I have never received answers as to whether the figures that I have cited on different occasions are right or wrong. If that imbalance exists and it will cost the NHS and the taxpayer more to close the facility than to keep it open, it will be a scandal to allow the relocation to go ahead. In any case, nearly £5 million worth of new capital costs will be needed to refurbish the old facility to which the mental health trust wants to move the present unit. A huge argument needs to be made to justify the cost equation, and Ministers, the strategic health authority, the mental health trust and the primary care trust have not yet provided answers to that.

Perhaps the cost will be balanced out if we have a much better facility for users of mental health facilities and their families in Manchester. The difficulty with that argument is that those groups who have been in touch with me feel as one that the proposed move will be a bad thing—I say as one, although in fairness one or two senior consultants from the mental health trust have told me that they are in favour of the move.

I have also received a letter which, although sadly anonymous, no one would dispute comes from clinicians. The letter is about the proposed changes, and warns that the transfer of the Edale unit to Park house in north Manchester would be a move to an

“overcrowded, predominantly dormitory set up. This will predictably increase violence and morbidity on the ward.”

The letter goes on to say, among other things, that the move will

“hinder the contact of the patient with their family—”

—again, a point made by the Manchester Users Network. The letter rails against the fact that there are already numerous transfers to Edale house from the facility in north Manchester for reasons of privacy and space, and states:

“Most senior clinicians of the Trust are very cynical and disillusioned with this plan and appalled that the Strategic Health Authority has not put a stop to this.”

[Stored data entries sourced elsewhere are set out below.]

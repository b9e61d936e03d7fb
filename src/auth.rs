// src/auth.rs
use crate::config::Config;
use crate::db;
use crate::models::{Claims, LoginRequest, RegisterRequest, User, UserRole};
use actix_web::dev::Payload;
use actix_web::{FromRequest, HttpRequest, HttpResponse, post, web};
use bcrypt::{DEFAULT_COST, hash, verify};
use chrono::{Duration, Utc};
use jsonwebtoken::{DecodingKey, EncodingKey, Header, Validation, decode, encode};
use serde_json::json;
use std::future::{Ready, ready};
use uuid::Uuid;

const TOKEN_TTL_HOURS: i64 = 24;

pub fn init_routes(cfg: &mut web::ServiceConfig) {
    cfg.service(login);
    cfg.service(register);
}

pub fn issue_token(
    user_id: Uuid,
    role: UserRole,
    secret: &str,
) -> Result<String, jsonwebtoken::errors::Error> {
    let expiration = Utc::now() + Duration::hours(TOKEN_TTL_HOURS);
    let claims = Claims {
        sub: user_id.to_string(),
        role,
        exp: expiration.timestamp() as usize,
    };
    encode(
        &Header::default(),
        &claims,
        &EncodingKey::from_secret(secret.as_ref()),
    )
}

pub fn verify_token(token: &str, secret: &str) -> Result<Claims, jsonwebtoken::errors::Error> {
    decode::<Claims>(
        token,
        &DecodingKey::from_secret(secret.as_ref()),
        &Validation::default(),
    )
    .map(|data| data.claims)
}

/// Пользователь из заголовка `Authorization: Bearer <jwt>`.
#[derive(Clone, Copy, Debug)]
pub struct AuthUser {
    pub id: Uuid,
    pub role: UserRole,
}

impl AuthUser {
    pub fn is_club(&self) -> bool {
        self.role == UserRole::Club
    }
}

fn authenticate(req: &HttpRequest) -> Result<AuthUser, actix_web::Error> {
    let config = req
        .app_data::<web::Data<Config>>()
        .ok_or_else(|| actix_web::error::ErrorInternalServerError("config is not registered"))?;

    let token = req
        .headers()
        .get(actix_web::http::header::AUTHORIZATION)
        .and_then(|value| value.to_str().ok())
        .and_then(|value| value.strip_prefix("Bearer "))
        .ok_or_else(|| actix_web::error::ErrorUnauthorized(json!({"error": "Unauthorized"})))?;

    let claims = verify_token(token, &config.jwt_secret).map_err(|e| {
        tracing::debug!("Rejected token: {}", e);
        actix_web::error::ErrorUnauthorized(json!({"error": "Unauthorized"}))
    })?;

    let id = Uuid::parse_str(&claims.sub)
        .map_err(|_| actix_web::error::ErrorUnauthorized(json!({"error": "Unauthorized"})))?;

    Ok(AuthUser {
        id,
        role: claims.role,
    })
}

impl FromRequest for AuthUser {
    type Error = actix_web::Error;
    type Future = Ready<Result<Self, Self::Error>>;

    fn from_request(req: &HttpRequest, _payload: &mut Payload) -> Self::Future {
        ready(authenticate(req))
    }
}

#[post("/auth/login")]
pub async fn login(
    pool: web::Data<sqlx::PgPool>,
    config: web::Data<Config>,
    req: web::Json<LoginRequest>,
) -> Result<HttpResponse, actix_web::Error> {
    let user_result = db::get_user_by_email(&pool, &req.email).await;

    match user_result {
        Ok(Some(user)) => match verify(&req.password, &user.password_hash) {
            Ok(true) => {
                let Some(role) = UserRole::from_string(&user.role) else {
                    tracing::error!("User {} has unknown role {}", user.id, user.role);
                    return Ok(HttpResponse::InternalServerError()
                        .json(json!({"error": "Internal server error"})));
                };
                match issue_token(user.id, role, &config.jwt_secret) {
                    Ok(token) => Ok(HttpResponse::Ok().json(json!({
                        "token": token,
                        "user_id": user.id,
                        "role": role,
                    }))),
                    Err(e) => {
                        tracing::error!("Token generation error: {}", e);
                        Ok(HttpResponse::InternalServerError()
                            .json(json!({"error": "Internal server error"})))
                    }
                }
            }
            Ok(false) | Err(_) => {
                Ok(HttpResponse::Unauthorized().json(json!({"error": "Invalid credentials"})))
            }
        },
        Ok(None) => Ok(HttpResponse::Unauthorized().json(json!({"error": "Invalid credentials"}))),
        Err(e) => {
            tracing::error!("Database error during login: {}", e);
            Ok(HttpResponse::InternalServerError().json(json!({"error": "Internal server error"})))
        }
    }
}

#[post("/auth/register")]
pub async fn register(
    pool: web::Data<sqlx::PgPool>,
    req: web::Json<RegisterRequest>,
) -> Result<HttpResponse, actix_web::Error> {
    // Администраторов заводят вручную
    if req.role == UserRole::Admin {
        return Ok(HttpResponse::Forbidden().json(json!({"error": "Role not allowed"})));
    }

    let check_result = db::get_user_by_email(&pool, &req.email).await;
    match check_result {
        Ok(Some(_)) => {
            return Ok(HttpResponse::Conflict().json(json!({"error": "Email already registered"})));
        }
        Err(e) => {
            tracing::error!("Database error during registration check: {}", e);
            return Ok(
                HttpResponse::InternalServerError().json(json!({"error": "Internal server error"}))
            );
        }
        _ => {}
    }

    let hashed_password = match hash(&req.password, DEFAULT_COST) {
        Ok(hash) => hash,
        Err(e) => {
            tracing::error!("Password hashing error: {}", e);
            return Ok(
                HttpResponse::InternalServerError().json(json!({"error": "Internal server error"}))
            );
        }
    };

    let new_user = User {
        id: Uuid::new_v4(),
        email: req.email.clone(),
        full_name: req.full_name.clone(),
        password_hash: hashed_password,
        role: req.role.as_str().to_string(),
        created_at: Utc::now(),
    };

    match db::create_user(&pool, &new_user).await {
        Ok(()) => Ok(HttpResponse::Created().json(json!({
            "message": "User created successfully",
            "user_id": new_user.id,
        }))),
        Err(e) => {
            tracing::error!("User creation error: {}", e);
            Ok(HttpResponse::InternalServerError().json(json!({"error": "Internal server error"})))
        }
    }
}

That is quite strong language from the clinicians, although I admit that it is an anonymous letter, which makes it difficult to validate.

When the mental health trust, and others, were scoping possible changes, they came up with a number of options. From all those available, the option that scored the lowest was that now adopted by the mental health trust. The weighted benefit score was a combination of inputs from clinical leaders, service users, carers and the wider community, and using those scores, the proposed relocation to Park house not only received the lowest mark but was deemed far worse than the “do nothing” option—in other words, to keep the Edale unit open. That assessment was not made by anonymous clinicians or users; it is the in-house weighted benefits score that was used to determine how to proceed. On that basis, I am at a loss to know the clinical justification behind the move. It is not necessarily that there is no case to be made, but the case has not been made to the wider public and it seems that for the mental health trust, cost is still the dominant issue.

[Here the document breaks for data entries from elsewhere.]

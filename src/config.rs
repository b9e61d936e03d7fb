// src/config.rs
use serde::Deserialize;

fn default_bind_address() -> String {
    "127.0.0.1:8080".to_string()
}

fn default_paypal_api_url() -> String {
    "https://api-m.sandbox.paypal.com".to_string()
}

fn default_currency() -> String {
    "USD".to_string()
}

fn default_plan_cache_ttl_secs() -> u64 {
    300
}

fn default_expiry_sweep_secs() -> u64 {
    3600
}

fn default_google_calendar_id() -> String {
    "primary".to_string()
}

#[derive(Clone, Debug, Deserialize)]
pub struct Config {
    pub database_url: String,
    pub jwt_secret: String,
    #[serde(default = "default_bind_address")]
    pub bind_address: String,
    pub paypal_client_id: String,
    pub paypal_client_secret: String,
    #[serde(default = "default_paypal_api_url")]
    pub paypal_api_url: String,
    #[serde(default = "default_currency")]
    pub payment_currency: String,
    #[serde(default = "default_plan_cache_ttl_secs")]
    pub plan_cache_ttl_secs: u64,
    #[serde(default = "default_expiry_sweep_secs")]
    pub expiry_sweep_secs: u64,
    // Google Meet: без этих переменных эндпоинт встреч отключен
    #[serde(default)]
    pub google_service_account_email: Option<String>,
    #[serde(default)]
    pub google_private_key: Option<String>,
    #[serde(default = "default_google_calendar_id")]
    pub google_calendar_id: String,
}

impl Config {
    pub fn from_env() -> Result<Self, envy::Error> {
        envy::from_env()
    }

    pub fn google_credentials(&self) -> Option<(&str, &str)> {
        match (&self.google_service_account_email, &self.google_private_key) {
            (Some(email), Some(key)) if !email.is_empty() && !key.is_empty() => {
                Some((email.as_str(), key.as_str()))
            }
            _ => None,
        }
    }
}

More recently, a minute from the board meeting papers of the strategic health authority seemed to attempt to undermine the validity of the Edale unit. It stated:

“The Trust has indicated that any option to retain the Edale Unit is deemed to be unviable given their severe concerns regarding the design of the Edale Unit which include multiple ligature points, unsecured windows, dangerous balcony, lack of access to outside space. The Trust does not feel the faults are rectifiable.”

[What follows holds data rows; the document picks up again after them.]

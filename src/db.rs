// src/db.rs
use crate::features::Quota;
use crate::models::{
    ActivePlan, Subscription, SubscriptionPlan, SubscriptionStatus, UsageCounter, User,
};
use crate::store::{ChargeResult, Counter, UsageStore};
use async_trait::async_trait;
use chrono::{DateTime, Duration, Utc};
use sqlx::{PgPool, Postgres, Row, Transaction};
use uuid::Uuid;

const SUBSCRIPTION_COLUMNS: &str =
    "id, user_id, plan_id, status, start_date, end_date, paypal_order_id, created_at";

pub async fn get_user_by_email(pool: &PgPool, email: &str) -> Result<Option<User>, sqlx::Error> {
    sqlx::query_as::<_, User>(
        "SELECT id, email, full_name, password_hash, role, created_at FROM users WHERE email = $1",
    )
    .bind(email)
    .fetch_optional(pool)
    .await
}

pub async fn create_user(pool: &PgPool, user: &User) -> Result<(), sqlx::Error> {
    sqlx::query("INSERT INTO users (id, email, full_name, password_hash, role, created_at) VALUES ($1, $2, $3, $4, $5, $6)")
        .bind(user.id)
        .bind(&user.email)
        .bind(&user.full_name)
        .bind(&user.password_hash)
        .bind(&user.role)
        .bind(user.created_at)
        .execute(pool)
        .await?;
    Ok(())
}

pub async fn list_plans(pool: &PgPool) -> Result<Vec<SubscriptionPlan>, sqlx::Error> {
    sqlx::query_as::<_, SubscriptionPlan>(
        "SELECT id, name, features, price, duration_days, plan_type FROM subscription_plans WHERE is_active = true ORDER BY price",
    )
    .fetch_all(pool)
    .await
}

pub async fn get_plan(pool: &PgPool, plan_id: Uuid) -> Result<Option<SubscriptionPlan>, sqlx::Error> {
    sqlx::query_as::<_, SubscriptionPlan>(
        "SELECT id, name, features, price, duration_days, plan_type FROM subscription_plans WHERE id = $1 AND is_active = true",
    )
    .bind(plan_id)
    .fetch_optional(pool)
    .await
}

pub async fn create_pending_subscription(
    pool: &PgPool,
    user_id: Uuid,
    plan_id: Uuid,
    paypal_order_id: &str,
) -> Result<Subscription, sqlx::Error> {
    sqlx::query_as::<_, Subscription>(&format!(
        "INSERT INTO subscriptions (id, user_id, plan_id, status, paypal_order_id, created_at) \
         VALUES ($1, $2, $3, 'pending', $4, NOW()) RETURNING {SUBSCRIPTION_COLUMNS}"
    ))
    .bind(Uuid::new_v4())
    .bind(user_id)
    .bind(plan_id)
    .bind(paypal_order_id)
    .fetch_one(pool)
    .await
}

pub async fn get_pending_subscription_by_order(
    pool: &PgPool,
    user_id: Uuid,
    paypal_order_id: &str,
) -> Result<Option<Subscription>, sqlx::Error> {
    sqlx::query_as::<_, Subscription>(&format!(
        "SELECT {SUBSCRIPTION_COLUMNS} FROM subscriptions \
         WHERE user_id = $1 AND paypal_order_id = $2 AND status = 'pending'"
    ))
    .bind(user_id)
    .bind(paypal_order_id)
    .fetch_optional(pool)
    .await
}

/// Активирует оплаченную подписку. Предыдущая активная подписка клуба отменяется
/// в той же транзакции, чтобы активной всегда была только одна.
pub async fn activate_subscription(
    pool: &PgPool,
    subscription_id: Uuid,
    duration_days: i32,
    now: DateTime<Utc>,
) -> Result<Subscription, sqlx::Error> {
    let mut tx = pool.begin().await?;

    let user_id: Uuid = sqlx::query_scalar("SELECT user_id FROM subscriptions WHERE id = $1 FOR UPDATE")
        .bind(subscription_id)
        .fetch_one(&mut *tx)
        .await?;

    sqlx::query(
        "UPDATE subscriptions SET status = 'cancelled' WHERE user_id = $1 AND status = 'active'",
    )
    .bind(user_id)
    .execute(&mut *tx)
    .await?;

    let subscription = sqlx::query_as::<_, Subscription>(&format!(
        "UPDATE subscriptions SET status = 'active', start_date = $2, end_date = $3 \
         WHERE id = $1 RETURNING {SUBSCRIPTION_COLUMNS}"
    ))
    .bind(subscription_id)
    .bind(now)
    .bind(now + Duration::days(i64::from(duration_days)))
    .fetch_one(&mut *tx)
    .await?;

    tx.commit().await?;
    Ok(subscription)
}

pub async fn expire_lapsed_subscriptions(pool: &PgPool) -> Result<u64, sqlx::Error> {
    let result = sqlx::query(
        "UPDATE subscriptions SET status = $1 WHERE status = $2 AND end_date <= NOW()",
    )
    .bind(SubscriptionStatus::Expired.as_str())
    .bind(SubscriptionStatus::Active.as_str())
    .execute(pool)
    .await?;
    Ok(result.rows_affected())
}

#[derive(Clone)]
pub struct PgUsageStore {
    pool: PgPool,
}

impl PgUsageStore {
    pub fn new(pool: PgPool) -> Self {
        Self { pool }
    }
}

// Лимит в виде параметра запроса: -1 для безлимита, `None` если списывать нельзя вовсе.
fn limit_param(limit: Quota) -> Option<i32> {
    if limit.allows(0) {
        Some(i32::from(limit))
    } else {
        None
    }
}

// Условный upsert: счетчик растет только пока не достигнут лимит.
// Пустой результат означает, что лимит исчерпан.
fn counter_upsert_sql(counter: Counter) -> String {
    let column = counter.column();
    format!(
        "INSERT INTO club_usage (club_user_id, month_year, {column}) VALUES ($1, $2, 1) \
         ON CONFLICT (club_user_id, month_year) DO UPDATE \
         SET {column} = club_usage.{column} + 1, updated_at = NOW() \
         WHERE $3 < 0 OR club_usage.{column} < $3 \
         RETURNING {column}"
    )
}

const SYNC_FAVORITES_SQL: &str = "INSERT INTO club_usage (club_user_id, month_year, favorites_count) VALUES ($1, $2, $3) \
     ON CONFLICT (club_user_id, month_year) DO UPDATE \
     SET favorites_count = EXCLUDED.favorites_count, updated_at = NOW()";

async fn increment_counter(
    tx: &mut Transaction<'_, Postgres>,
    club_user_id: Uuid,
    month_year: &str,
    counter: Counter,
    limit: Quota,
) -> Result<ChargeResult, sqlx::Error> {
    let Some(limit) = limit_param(limit) else {
        return Ok(ChargeResult::LimitReached);
    };
    let row = sqlx::query(&counter_upsert_sql(counter))
        .bind(club_user_id)
        .bind(month_year)
        .bind(limit)
        .fetch_optional(&mut **tx)
        .await?;

    Ok(match row {
        Some(row) => ChargeResult::Charged(row.try_get(counter.column())?),
        None => ChargeResult::LimitReached,
    })
}

async fn count_favorites(
    tx: &mut Transaction<'_, Postgres>,
    club_user_id: Uuid,
) -> Result<i32, sqlx::Error> {
    let held: i64 = sqlx::query_scalar("SELECT COUNT(*) FROM club_favorites WHERE club_user_id = $1")
        .bind(club_user_id)
        .fetch_one(&mut **tx)
        .await?;
    Ok(i32::try_from(held).unwrap_or(i32::MAX))
}

// Месячная строка хранит снимок размера избранного на момент последнего изменения
async fn sync_favorites_count(
    tx: &mut Transaction<'_, Postgres>,
    club_user_id: Uuid,
    month_year: &str,
    held: i32,
) -> Result<(), sqlx::Error> {
    sqlx::query(SYNC_FAVORITES_SQL)
        .bind(club_user_id)
        .bind(month_year)
        .bind(held)
        .execute(&mut **tx)
        .await?;
    Ok(())
}

// Сериализует изменения избранного одного клуба до конца транзакции
async fn lock_favorites(
    tx: &mut Transaction<'_, Postgres>,
    club_user_id: Uuid,
) -> Result<(), sqlx::Error> {
    sqlx::query("SELECT pg_advisory_xact_lock(hashtext($1::text))")
        .bind(club_user_id)
        .execute(&mut **tx)
        .await?;
    Ok(())
}

#[async_trait]
impl UsageStore for PgUsageStore {
    async fn active_plan(
        &self,
        user_id: Uuid,
        now: DateTime<Utc>,
    ) -> Result<Option<ActivePlan>, sqlx::Error> {
        let subscription = sqlx::query_as::<_, Subscription>(&format!(
            "SELECT {SUBSCRIPTION_COLUMNS} FROM subscriptions \
             WHERE user_id = $1 AND status = $2 AND end_date > $3 \
             ORDER BY start_date DESC LIMIT 1"
        ))
        .bind(user_id)
        .bind(SubscriptionStatus::Active.as_str())
        .bind(now)
        .fetch_optional(&self.pool)
        .await?;

        let Some(subscription) = subscription else {
            return Ok(None);
        };

        // План может быть снят с продажи, но действующая подписка на него сохраняется
        let plan = sqlx::query_as::<_, SubscriptionPlan>(
            "SELECT id, name, features, price, duration_days, plan_type FROM subscription_plans WHERE id = $1",
        )
        .bind(subscription.plan_id)
        .fetch_optional(&self.pool)
        .await?;

        Ok(plan.map(|plan| ActivePlan { subscription, plan }))
    }

    async fn usage(
        &self,
        club_user_id: Uuid,
        month_year: &str,
    ) -> Result<Option<UsageCounter>, sqlx::Error> {
        sqlx::query_as::<_, UsageCounter>(
            "SELECT club_user_id, month_year, player_views, messages_sent, favorites_count FROM club_usage WHERE club_user_id = $1 AND month_year = $2",
        )
        .bind(club_user_id)
        .bind(month_year)
        .fetch_optional(&self.pool)
        .await
    }

    async fn has_viewed(&self, club_user_id: Uuid, player_id: Uuid) -> Result<bool, sqlx::Error> {
        sqlx::query_scalar(
            "SELECT EXISTS(SELECT 1 FROM player_views WHERE club_user_id = $1 AND player_id = $2)",
        )
        .bind(club_user_id)
        .bind(player_id)
        .fetch_one(&self.pool)
        .await
    }

    async fn has_favorite(
        &self,
        club_user_id: Uuid,
        player_id: Uuid,
    ) -> Result<bool, sqlx::Error> {
        sqlx::query_scalar(
            "SELECT EXISTS(SELECT 1 FROM club_favorites WHERE club_user_id = $1 AND player_id = $2)",
        )
        .bind(club_user_id)
        .bind(player_id)
        .fetch_one(&self.pool)
        .await
    }

    async fn charge_player_view(
        &self,
        club_user_id: Uuid,
        player_id: Uuid,
        month_year: &str,
        limit: Quota,
    ) -> Result<ChargeResult, sqlx::Error> {
        let mut tx = self.pool.begin().await?;

        let inserted = sqlx::query(
            "INSERT INTO player_views (club_user_id, player_id, viewed_at) VALUES ($1, $2, NOW()) ON CONFLICT DO NOTHING",
        )
        .bind(club_user_id)
        .bind(player_id)
        .execute(&mut *tx)
        .await?
        .rows_affected();

        if inserted == 0 {
            tx.rollback().await?;
            return Ok(ChargeResult::Duplicate);
        }

        let result =
            increment_counter(&mut tx, club_user_id, month_year, Counter::PlayerViews, limit)
                .await?;
        match result {
            ChargeResult::Charged(_) => tx.commit().await?,
            // Запись в журнале откатывается вместе с транзакцией
            _ => tx.rollback().await?,
        }
        Ok(result)
    }

    async fn charge_message(
        &self,
        club_user_id: Uuid,
        month_year: &str,
        limit: Quota,
    ) -> Result<ChargeResult, sqlx::Error> {
        let mut tx = self.pool.begin().await?;
        let result =
            increment_counter(&mut tx, club_user_id, month_year, Counter::MessagesSent, limit)
                .await?;
        tx.commit().await?;
        Ok(result)
    }

    async fn charge_favorite(
        &self,
        club_user_id: Uuid,
        player_id: Uuid,
        month_year: &str,
        limit: Quota,
    ) -> Result<ChargeResult, sqlx::Error> {
        let mut tx = self.pool.begin().await?;
        lock_favorites(&mut tx, club_user_id).await?;

        let inserted = sqlx::query(
            "INSERT INTO club_favorites (club_user_id, player_id, created_at) VALUES ($1, $2, NOW()) ON CONFLICT DO NOTHING",
        )
        .bind(club_user_id)
        .bind(player_id)
        .execute(&mut *tx)
        .await?
        .rows_affected();

        if inserted == 0 {
            tx.rollback().await?;
            return Ok(ChargeResult::Duplicate);
        }

        // Журнал уже содержит новую запись, поэтому сравниваем число до нее
        let held = count_favorites(&mut tx, club_user_id).await?;
        if !limit.allows(held - 1) {
            tx.rollback().await?;
            return Ok(ChargeResult::LimitReached);
        }

        sync_favorites_count(&mut tx, club_user_id, month_year, held).await?;
        tx.commit().await?;
        Ok(ChargeResult::Charged(held))
    }

    async fn favorite_count(&self, club_user_id: Uuid) -> Result<i32, sqlx::Error> {
        let held: i64 = sqlx::query_scalar("SELECT COUNT(*) FROM club_favorites WHERE club_user_id = $1")
            .bind(club_user_id)
            .fetch_one(&self.pool)
            .await?;
        Ok(i32::try_from(held).unwrap_or(i32::MAX))
    }

    async fn release_favorite(
        &self,
        club_user_id: Uuid,
        player_id: Uuid,
        month_year: &str,
    ) -> Result<bool, sqlx::Error> {
        let mut tx = self.pool.begin().await?;
        lock_favorites(&mut tx, club_user_id).await?;

        let deleted = sqlx::query(
            "DELETE FROM club_favorites WHERE club_user_id = $1 AND player_id = $2",
        )
        .bind(club_user_id)
        .bind(player_id)
        .execute(&mut *tx)
        .await?
        .rows_affected();

        if deleted > 0 {
            let held = count_favorites(&mut tx, club_user_id).await?;
            sync_favorites_count(&mut tx, club_user_id, month_year, held).await?;
        }

        tx.commit().await?;
        Ok(deleted > 0)
    }
}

That seems to be a damning critique of the unit. Catalyst, the PFI partner that developed the whole of the central Manchester site, was so concerned that it attempted to engage with the mental health trust. A letter sent to Mark Ogden, the chief executive of the strategic health authority, stated:

“Following our contact with the staff at Edale we had a telephone call from a Mr Paul Fitzpatrick who introduced himself as the lead for health & safety for the Manchester Mental Health and Social Care Trust. His manner was extremely abrupt; despite repeatedly requesting details of the alleged breaches to health and safety in order for us to address them, Mr Fitzpatrick hung up the telephone on us without divulging any details of the alleged breaches.”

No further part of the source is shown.